Abstract

This talk will present computational methods for synthesizing complex systems out of elementary building blocks, and the application of such methods to design automation and their implication to understanding evolution of complexity in nature and in engineering. At the computational synthesis lab at Cornell we have been applying these ideas mostly in the area of evolutionary robotics and artificial life. Our investigation of these evolutionary design systems now gives rise to deeper questions, not unlike biological evolution: Under what condition can the evolutionary process yield functionally complex designs? It seems that simple mutation-selection processes only go part of the way, and more elaborate processes may be taking place. In particular, functional modularity, structural regularity and hierarchy may play an important role in the scaling of evolutionary processes.

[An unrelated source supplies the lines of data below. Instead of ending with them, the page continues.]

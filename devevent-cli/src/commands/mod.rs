//! Command implementations for the devevent CLI

pub mod serve;

pub use serve::run_serve;
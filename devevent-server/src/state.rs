//! Application state shared across handlers

use std::sync::Arc;

use crate::config::AppConfig;
use crate::db::{ConnectionCache, Connector, MemoryConnector, PgConnector};
use crate::media::{HttpUploader, MediaUploader};

/// Shared application state
pub struct AppState {
    pub db: ConnectionCache,
    pub uploader: Arc<dyn MediaUploader>,
}

impl AppState {
    pub fn new(connector: Arc<dyn Connector>, uploader: Arc<dyn MediaUploader>) -> Self {
        Self {
            db: ConnectionCache::new(connector),
            uploader,
        }
    }

    /// PostgreSQL store and HTTP media uploader from `config`.
    pub fn from_config(config: AppConfig) -> Self {
        let connector = PgConnector::new(config.database_url, config.pool);
        Self::new(Arc::new(connector), Arc::new(HttpUploader::new(config.media)))
    }

    /// Memory store, with uploads still going to the configured media host.
    pub fn in_memory(config: AppConfig) -> Self {
        Self::new(
            Arc::new(MemoryConnector::default()),
            Arc::new(HttpUploader::new(config.media)),
        )
    }
}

This talk will overview some of these challenges, and describe a number of new models and approaches that exploit the co-evolution of modular architectures.

Biography

Hod Lipson joined the Mechanical & Aerospace Engineering and Computing and Information Science in 2001. Prior to this appointment, he was a postdoctoral researcher at Brandeis University's Computer Science Department, working on evolutionary computation and evolutionary robotics, and a Lecturer at MIT's Mechanical Engineering Department, where conducted research in design automation. Lipson is interested in computational methods for synthesizing complex systems out of elementary building blocks, and the application of such methods to design automation and their implication to understanding evolution of complexity in nature and in engineering.